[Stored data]
※ ※ ※

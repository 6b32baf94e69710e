//! Deterministic ordering of image listings
//!
//! Three criteria: natural filename order (embedded digit runs compare
//! as numbers, so `img2` sorts before `img10`), raw filesystem
//! modification time, and tag text. Tag ordering partitions untagged
//! records after all tagged ones in both directions; there is no
//! "untagged first" mode. All sorts are stable.

use crate::ImageRecord;
use clap::ValueEnum;
use std::cmp::Ordering;

/// Sort criterion for image listings
#[derive(ValueEnum, Debug, Clone, Copy, PartialEq, Eq)]
pub enum SortBy {
    /// Natural filename order
    Name,
    /// Filesystem modification time
    Modified,
    /// Tag text, untagged records last
    Tags,
}

/// One run of a natural sort key
///
/// Filenames split into alternating text and digit runs; two keys built
/// from the same split always compare runs of matching kind position by
/// position. The cross-kind arms only decide ties between keys of
/// different shapes, and order digits first for determinism.
#[derive(Debug, Clone, PartialEq, Eq)]
enum NaturalPart {
    Text(String),
    Digits(String),
}

impl Ord for NaturalPart {
    fn cmp(&self, other: &Self) -> Ordering {
        match (self, other) {
            (Self::Text(a), Self::Text(b)) => a.cmp(b),
            (Self::Digits(a), Self::Digits(b)) => cmp_digit_runs(a, b),
            (Self::Digits(_), Self::Text(_)) => Ordering::Less,
            (Self::Text(_), Self::Digits(_)) => Ordering::Greater,
        }
    }
}

impl PartialOrd for NaturalPart {
    fn partial_cmp(&self, other: &Self) -> Option<Ordering> {
        Some(self.cmp(other))
    }
}

/// Compare two digit runs by numeric value without parsing
///
/// Leading zeros are stripped, so `"007"` and `"7"` compare equal; a
/// longer remaining run is always the larger number.
fn cmp_digit_runs(a: &str, b: &str) -> Ordering {
    let a = a.trim_start_matches('0');
    let b = b.trim_start_matches('0');
    a.len().cmp(&b.len()).then_with(|| a.cmp(b))
}

fn split_runs(name: &str) -> Vec<NaturalPart> {
    let mut parts = Vec::new();
    let mut current = String::new();
    let mut in_digits = false;

    for ch in name.chars() {
        let is_digit = ch.is_ascii_digit();
        if !current.is_empty() && is_digit != in_digits {
            parts.push(take_run(&mut current, in_digits));
        }
        in_digits = is_digit;
        current.push(ch);
    }
    if !current.is_empty() {
        parts.push(take_run(&mut current, in_digits));
    }
    parts
}

fn take_run(current: &mut String, in_digits: bool) -> NaturalPart {
    let run = std::mem::take(current);
    if in_digits {
        NaturalPart::Digits(run)
    } else {
        // Text runs compare case-insensitively; fold once at build time
        NaturalPart::Text(run.to_lowercase())
    }
}

/// Natural comparison of two filenames
#[must_use]
pub fn natural_cmp(a: &str, b: &str) -> Ordering {
    split_runs(a).cmp(&split_runs(b))
}

/// Sort `images` in place by the given criterion
///
/// `descending` reverses the comparison for names, timestamps, and the
/// tagged partition of a tag sort, but never relocates the untagged
/// partition: untagged records stay at the end either way.
pub fn sort_images(images: &mut Vec<ImageRecord>, by: SortBy, descending: bool) {
    let dir = |ord: Ordering| if descending { ord.reverse() } else { ord };

    match by {
        SortBy::Name => {
            images.sort_by(|a, b| dir(natural_cmp(&a.name, &b.name)));
        }
        SortBy::Modified => {
            images.sort_by(|a, b| dir(a.modified.total_cmp(&b.modified)));
        }
        SortBy::Tags => {
            let mut tagged = Vec::with_capacity(images.len());
            let mut untagged = Vec::new();
            for image in images.drain(..) {
                if image.is_untagged() {
                    untagged.push(image);
                } else {
                    tagged.push(image);
                }
            }
            tagged.sort_by(|a, b| dir(a.tags.to_lowercase().cmp(&b.tags.to_lowercase())));
            images.extend(tagged);
            images.extend(untagged);
        }
    }
}

#[cfg(test)]
mod tests {
    use super::*;
    use std::path::PathBuf;

    fn record(name: &str, tags: &str, modified: f64) -> ImageRecord {
        ImageRecord::new(PathBuf::from(format!("/pics/{name}")), tags.to_string(), modified)
    }

    fn names(images: &[ImageRecord]) -> Vec<&str> {
        images.iter().map(|i| i.name.as_str()).collect()
    }

    #[test]
    fn natural_sort_orders_digit_runs_numerically() {
        let mut images = vec![
            record("img10.jpg", "", 0.0),
            record("img2.jpg", "", 0.0),
            record("img1.jpg", "", 0.0),
        ];
        sort_images(&mut images, SortBy::Name, false);
        assert_eq!(names(&images), vec!["img1.jpg", "img2.jpg", "img10.jpg"]);
    }

    #[test]
    fn natural_sort_descending_reverses() {
        let mut images = vec![
            record("img1.jpg", "", 0.0),
            record("img10.jpg", "", 0.0),
            record("img2.jpg", "", 0.0),
        ];
        sort_images(&mut images, SortBy::Name, true);
        assert_eq!(names(&images), vec!["img10.jpg", "img2.jpg", "img1.jpg"]);
    }

    #[test]
    fn natural_cmp_is_case_insensitive() {
        assert_eq!(natural_cmp("Photo5.PNG", "photo5.png"), Ordering::Equal);
        assert_eq!(natural_cmp("ABC.jpg", "abd.jpg"), Ordering::Less);
    }

    #[test]
    fn natural_cmp_ignores_leading_zeros() {
        assert_eq!(natural_cmp("img007.jpg", "img7.jpg"), Ordering::Equal);
        assert_eq!(natural_cmp("img08.jpg", "img9.jpg"), Ordering::Less);
        assert_eq!(natural_cmp("img10.jpg", "img09.jpg"), Ordering::Greater);
    }

    #[test]
    fn modified_sort_uses_raw_timestamps() {
        let mut images = vec![
            record("b.jpg", "", 30.0),
            record("a.jpg", "", 10.0),
            record("c.jpg", "", 20.0),
        ];
        sort_images(&mut images, SortBy::Modified, false);
        assert_eq!(names(&images), vec!["a.jpg", "c.jpg", "b.jpg"]);

        sort_images(&mut images, SortBy::Modified, true);
        assert_eq!(names(&images), vec!["b.jpg", "c.jpg", "a.jpg"]);
    }

    #[test]
    fn tag_sort_places_untagged_last_both_directions() {
        let build = || {
            vec![
                record("u1.jpg", "", 0.0),
                record("z.jpg", "zebra", 0.0),
                record("a.jpg", "apple", 0.0),
                record("u2.jpg", "", 0.0),
            ]
        };

        let mut ascending = build();
        sort_images(&mut ascending, SortBy::Tags, false);
        assert_eq!(names(&ascending), vec!["a.jpg", "z.jpg", "u1.jpg", "u2.jpg"]);

        let mut descending = build();
        sort_images(&mut descending, SortBy::Tags, true);
        assert_eq!(names(&descending), vec!["z.jpg", "a.jpg", "u1.jpg", "u2.jpg"]);
    }

    #[test]
    fn tag_sort_compares_case_insensitively() {
        let mut images = vec![
            record("b.jpg", "Zebra", 0.0),
            record("a.jpg", "apple", 0.0),
        ];
        sort_images(&mut images, SortBy::Tags, false);
        assert_eq!(names(&images), vec!["a.jpg", "b.jpg"]);
    }

    #[test]
    fn sorts_are_stable_for_equal_keys() {
        let mut images = vec![
            record("first.jpg", "same", 5.0),
            record("second.jpg", "same", 5.0),
        ];
        sort_images(&mut images, SortBy::Modified, false);
        assert_eq!(names(&images), vec!["first.jpg", "second.jpg"]);

        sort_images(&mut images, SortBy::Tags, false);
        assert_eq!(names(&images), vec!["first.jpg", "second.jpg"]);
    }
}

※ ※ ※

### What the task asks
Look through the entries above. Copy each line in which the string "current" occurs.

### Worked solution
    let mut current = String::new();
        if !current.is_empty() && is_digit != in_digits {
            parts.push(take_run(&mut current, in_digits));
        current.push(ch);
    if !current.is_empty() {
        parts.push(take_run(&mut current, in_digits));
fn take_run(current: &mut String, in_digits: bool) -> NaturalPart {
    let run = std::mem::take(current);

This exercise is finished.